IL s’en trouue plusieurs, qui d’vne mesme bouche
Grand bien diront d’autruy, & subit en mesdisent:
En quoy les vertueux bien fort se formalisent;
Car le faintif parler iusques au coeur leur touche.
En quel plus grand danger ou cruelle escarmouche
Se pourroit-on trouuer, que de s’estre fié
En vn faintif parleur de coeur falsifié?
Pour vray si cruel n’est vn tygre tresfarouche.

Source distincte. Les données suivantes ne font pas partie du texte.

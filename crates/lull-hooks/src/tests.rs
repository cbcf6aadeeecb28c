#[cfg(test)]
mod tests {
    use crate::cyclic::cyclic_value;
    use crate::debounce::debounced_value;
    use crate::delayed::delayed_value;
    use crate::persisted::{PersistedStateProps, StoredValue, persisted_state};
    use lull_core::{Composition, TestClock, pending_timers, pump_timers};
    use std::cell::RefCell;
    use std::collections::HashMap;
    use std::rc::Rc;
    use web_time::Duration;

    // In-memory store double that records every write it sees.
    #[derive(Default)]
    struct RecordingStore {
        values: RefCell<HashMap<String, StoredValue>>,
        writes: RefCell<Vec<(String, Option<StoredValue>)>>,
    }

    fn store_props(store: &Rc<RecordingStore>) -> PersistedStateProps {
        let get = {
            let store = store.clone();
            move |key: &str| store.values.borrow().get(key).cloned()
        };
        let set = {
            let store = store.clone();
            move |key: &str, value: Option<StoredValue>| {
                store
                    .writes
                    .borrow_mut()
                    .push((key.to_string(), value.clone()));
                match value {
                    Some(v) => {
                        store.values.borrow_mut().insert(key.to_string(), v);
                    }
                    None => {
                        store.values.borrow_mut().remove(key);
                    }
                }
            }
        };
        PersistedStateProps {
            get_item: Some(Rc::new(get)),
            set_item: Some(Rc::new(set)),
        }
    }

    impl RecordingStore {
        fn write_at(&self, index: usize) -> (String, Option<i32>) {
            let writes = self.writes.borrow();
            let (key, value) = &writes[index];
            (
                key.clone(),
                value
                    .as_ref()
                    .and_then(|v| v.downcast_ref::<i32>().copied()),
            )
        }
    }

    #[test]
    fn debounce_burst_collapses_to_final_value() {
        let clock = TestClock::install();
        let ui = Composition::new();
        let delay = Duration::from_millis(100);

        let observe = |input: i32| ui.compose(move || debounced_value(input, delay));

        // seeded with the first input
        assert_eq!(observe(1), 1);

        // rapid changes inside the window keep the old mirror
        clock.advance(Duration::from_millis(30));
        pump_timers();
        assert_eq!(observe(2), 1);
        clock.advance(Duration::from_millis(30));
        pump_timers();
        assert_eq!(observe(3), 1);

        // quiescence counts from the last change
        clock.advance(Duration::from_millis(99));
        assert_eq!(pump_timers(), 0);
        assert_eq!(observe(3), 1);

        clock.advance(Duration::from_millis(1));
        assert_eq!(pump_timers(), 1);
        assert_eq!(observe(3), 3);
    }

    #[test]
    fn debounce_teardown_cancels_pending_update() {
        let clock = TestClock::install();
        let ui = Composition::new();

        ui.compose(|| {
            debounced_value(1, Duration::from_millis(100));
        });
        ui.compose(|| {
            debounced_value(2, Duration::from_millis(100));
        });
        ui.dispose();

        // nothing outlives the composition
        assert_eq!(pending_timers(), 0);
        clock.advance(Duration::from_millis(200));
        assert_eq!(pump_timers(), 0);
    }

    #[test]
    fn delayed_value_flips_after_default_delay() {
        let clock = TestClock::install();
        let ui = Composition::new();

        assert!(!ui.compose(|| delayed_value(None)));

        clock.advance(Duration::from_millis(500));
        pump_timers();
        assert!(ui.compose(|| delayed_value(None)));

        // and stays up
        clock.advance(Duration::from_millis(1000));
        pump_timers();
        assert!(ui.compose(|| delayed_value(None)));
    }

    #[test]
    fn delayed_value_honors_custom_delay() {
        let clock = TestClock::install();
        let ui = Composition::new();
        let delay = Some(Duration::from_millis(100));

        assert!(!ui.compose(move || delayed_value(delay)));
        clock.advance(Duration::from_millis(100));
        pump_timers();
        assert!(ui.compose(move || delayed_value(delay)));
    }

    #[test]
    fn delayed_value_rearms_on_every_pass() {
        let clock = TestClock::install();
        let ui = Composition::new();

        assert!(!ui.compose(|| delayed_value(None)));
        clock.advance(Duration::from_millis(499));
        pump_timers();

        // recomposing before expiry restarts the full window (documented quirk)
        assert!(!ui.compose(|| delayed_value(None)));
        clock.advance(Duration::from_millis(1));
        assert_eq!(pump_timers(), 0);
        assert!(!ui.compose(|| delayed_value(None)));

        clock.advance(Duration::from_millis(500));
        pump_timers();
        assert!(ui.compose(|| delayed_value(None)));

        // many passes, still a single pending timer
        for _ in 0..5 {
            ui.compose(|| delayed_value(None));
        }
        assert_eq!(pending_timers(), 1);
    }

    #[test]
    fn delayed_value_teardown_cancels() {
        let clock = TestClock::install();
        let ui = Composition::new();

        ui.compose(|| delayed_value(None));
        ui.dispose();

        assert_eq!(pending_timers(), 0);
        clock.advance(Duration::from_millis(1000));
        assert_eq!(pump_timers(), 0);
    }

    #[test]
    fn cyclic_value_wraps_through_zero() {
        let clock = TestClock::install();
        let ui = Composition::new();
        let pause = Duration::from_millis(100);

        let mut seen = vec![ui.compose(move || cyclic_value(2, 5, Some(pause)))];
        for _ in 0..9 {
            clock.advance(pause);
            pump_timers();
            seen.push(ui.compose(move || cyclic_value(2, 5, Some(pause))));
        }

        // nonzero start only pins the first value; the wrap passes through 0
        assert_eq!(seen, vec![2, 3, 4, 5, 0, 1, 2, 3, 4, 5]);
    }

    #[test]
    fn cyclic_value_default_pause_is_200ms() {
        let clock = TestClock::install();
        let ui = Composition::new();

        assert_eq!(ui.compose(|| cyclic_value(0, 2, None)), 0);

        clock.advance(Duration::from_millis(199));
        pump_timers();
        assert_eq!(ui.compose(|| cyclic_value(0, 2, None)), 0);

        clock.advance(Duration::from_millis(200));
        pump_timers();
        assert_eq!(ui.compose(|| cyclic_value(0, 2, None)), 1);
    }

    #[test]
    fn cyclic_value_teardown_stops_interval() {
        let clock = TestClock::install();
        let ui = Composition::new();

        ui.compose(|| cyclic_value(0, 5, Some(Duration::from_millis(100))));
        ui.dispose();

        assert_eq!(pending_timers(), 0);
        clock.advance(Duration::from_millis(500));
        assert_eq!(pump_timers(), 0);
    }

    #[test]
    fn cyclic_value_degenerate_range_holds_start() {
        let clock = TestClock::install();
        let pause = Duration::from_millis(10);

        // end + 1 is zero: there is no modulus to step with
        let ui = Composition::new();
        assert_eq!(ui.compose(move || cyclic_value(-1, -1, Some(pause))), -1);
        clock.advance(pause);
        pump_timers();
        assert_eq!(ui.compose(move || cyclic_value(-1, -1, Some(pause))), -1);

        // end + 1 overflows: same outcome
        let ui2 = Composition::new();
        assert_eq!(
            ui2.compose(move || cyclic_value(7, i64::MAX, Some(pause))),
            7
        );
        clock.advance(pause);
        pump_timers();
        assert_eq!(
            ui2.compose(move || cyclic_value(7, i64::MAX, Some(pause))),
            7
        );
    }

    #[test]
    fn persisted_state_seeds_from_store() {
        let _clock = TestClock::install();
        let store = Rc::new(RecordingStore::default());
        store
            .values
            .borrow_mut()
            .insert("x".to_string(), Rc::new(7i32) as StoredValue);
        let props = store_props(&store);
        let ui = Composition::new();

        let value = ui.compose(|| persisted_state(&props, "x", 0i32).0);
        assert_eq!(value, 7);
    }

    #[test]
    fn persisted_state_seeds_from_initial_when_key_missing() {
        let _clock = TestClock::install();
        let store = Rc::new(RecordingStore::default());
        let props = store_props(&store);
        let ui = Composition::new();

        let value = ui.compose(|| persisted_state(&props, "missing", 12i32).0);
        assert_eq!(value, 12);
    }

    #[test]
    fn persisted_state_seeds_from_initial_on_type_mismatch() {
        let _clock = TestClock::install();
        let store = Rc::new(RecordingStore::default());
        store
            .values
            .borrow_mut()
            .insert("x".to_string(), Rc::new("stale".to_string()) as StoredValue);
        let props = store_props(&store);
        let ui = Composition::new();

        let value = ui.compose(|| persisted_state(&props, "x", 3i32).0);
        assert_eq!(value, 3);
    }

    #[test]
    fn persisted_state_writes_once_per_quiet_burst() {
        let clock = TestClock::install();
        let store = Rc::new(RecordingStore::default());
        let props = store_props(&store);
        let ui = Composition::new();

        let pass = || ui.compose(|| persisted_state(&props, "draft", 0i32));

        let (value, set_value) = pass();
        assert_eq!(value, 0);

        // the write-through fires once on mount, with the seed value
        assert_eq!(store.writes.borrow().len(), 1);
        assert_eq!(store.write_at(0), ("draft".to_string(), Some(0)));

        // a burst of writes inside the quiescence window reaches the store
        // zero times
        for i in 1..=5 {
            set_value(i);
            clock.advance(Duration::from_millis(50));
            pump_timers();
            pass();
        }
        assert_eq!(store.writes.borrow().len(), 1);

        // one write once the burst goes quiet, with the last value
        clock.advance(Duration::from_millis(500));
        pump_timers();
        pass();
        assert_eq!(store.writes.borrow().len(), 2);
        assert_eq!(store.write_at(1), ("draft".to_string(), Some(5)));
    }

    #[test]
    fn persisted_state_clears_slot_once_on_teardown() {
        let clock = TestClock::install();
        let store = Rc::new(RecordingStore::default());
        let props = store_props(&store);
        let ui = Composition::new();

        let (_, set_value) = ui.compose(|| persisted_state(&props, "draft", 0i32));
        set_value(9);
        ui.compose(|| persisted_state(&props, "draft", 0i32));

        // torn down before the quiescence window: the pending write is
        // cancelled, the clear still happens, exactly once
        ui.dispose();

        let writes = store.writes.borrow();
        assert_eq!(writes.len(), 2); // mount write + clear
        assert!(writes[1].1.is_none());
        assert_eq!(writes.iter().filter(|(_, v)| v.is_none()).count(), 1);
        drop(writes);

        assert!(!store.values.borrow().contains_key("draft"));
        assert_eq!(pending_timers(), 0);
        clock.advance(Duration::from_millis(1000));
        assert_eq!(pump_timers(), 0);
    }

    #[test]
    fn persisted_state_key_change_clears_old_slot() {
        let _clock = TestClock::install();
        let store = Rc::new(RecordingStore::default());
        let props = store_props(&store);
        let ui = Composition::new();

        ui.compose(|| persisted_state(&props, "a", 0i32));
        ui.compose(|| persisted_state(&props, "b", 0i32));

        assert_eq!(store.write_at(0), ("a".to_string(), Some(0)));
        assert_eq!(store.write_at(1), ("b".to_string(), Some(0)));
        assert_eq!(store.write_at(2), ("a".to_string(), None));
        assert_eq!(store.writes.borrow().len(), 3);
    }

    #[test]
    fn persisted_state_setter_change_clears_via_old_setter() {
        let _clock = TestClock::install();
        let old_store = Rc::new(RecordingStore::default());
        let new_store = Rc::new(RecordingStore::default());
        let old_props = store_props(&old_store);
        let new_props = store_props(&new_store);
        let ui = Composition::new();

        ui.compose(|| persisted_state(&old_props, "draft", 0i32));
        assert_eq!(old_store.write_at(0), ("draft".to_string(), Some(0)));

        // same key, fresh setter identity
        ui.compose(|| persisted_state(&new_props, "draft", 0i32));

        // the write-through moves to the new setter; the clear goes to the
        // old one, exactly once
        assert_eq!(new_store.write_at(0), ("draft".to_string(), Some(0)));
        assert_eq!(new_store.writes.borrow().len(), 1);
        assert_eq!(old_store.write_at(1), ("draft".to_string(), None));
        assert_eq!(old_store.writes.borrow().len(), 2);
        assert!(!old_store.values.borrow().contains_key("draft"));
    }

    #[test]
    fn persisted_state_without_store_is_plain_state() {
        let clock = TestClock::install();
        let props = PersistedStateProps::default();
        let ui = Composition::new();

        let (value, set_value) = ui.compose(|| persisted_state(&props, "k", 10i32));
        assert_eq!(value, 10);

        set_value(11);
        let (value, _) = ui.compose(|| persisted_state(&props, "k", 10i32));
        assert_eq!(value, 11);

        // no store, no writes, no stray effects on teardown
        clock.advance(Duration::from_millis(1000));
        pump_timers();
        ui.dispose();
        assert_eq!(pending_timers(), 0);
    }
}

<bv>ECCLES. II</bv> <bv>IACOB IIII.</bv>

<bt>MALHEVR à celuy-là qui est double de cueur,
Et qui du droit chemin à escient desuoye:
Aussi mal-heureux est, & de l’ennemi proye,
Qui son prochain tourmente, & le tient en langueur.
</bt>


{ill}



X.

Du Serpent Basilicq, & de la Belette.


PRVDENT conseil est d’efficace telle,
Que vaincre sçait malignité mortelle.



LE Serpent Basilicq, cruel, plain de malice,
Peruers & vicieux, sans aucune pitié
Par son regard infect & grande inimitié,
Destruit tout ce qu’il void, tant est rempli de vice.
Aduint qu’en ce doutant, par naturel indice,
La Belette, animal trespetit, mais prudent,
Qu’aduenir luy deuoit vn peril euident,
Contre son ennemi print armure propice.
L’armure qu’il a prins, c’a esté de la Ruë,
Herbe de grand’ vertu, fort contraire au venin:
Par lequel il a fait son ennemi malin
Vaillamment reculer, & esblouïr sa veuë.
Le Serpent se voyant ainsi à l’impourueuë
Surpris d’vne senteur qui le cuida creuer,
Le petit animal il laissa sans greuer.
Souuent vn foible corps la prudence esuertuë.


ALLVSION.

CHACVN estre deuroit prudent & sur sa garde,
Pour sçauoir en tout temps à l’ennemi peruers
Resister constamment: car c’est la sauuegarde
Pour point n’estre surpris par ses assaux diuers.
Et d’vn grand ennemi les faux tours & reuers
Souuent vn petit corps par prudence retarde:
Car l’esprit est du corps la vraye sauuegarde:
Mais l’imprudent n’est bon que pour nourrir les vers.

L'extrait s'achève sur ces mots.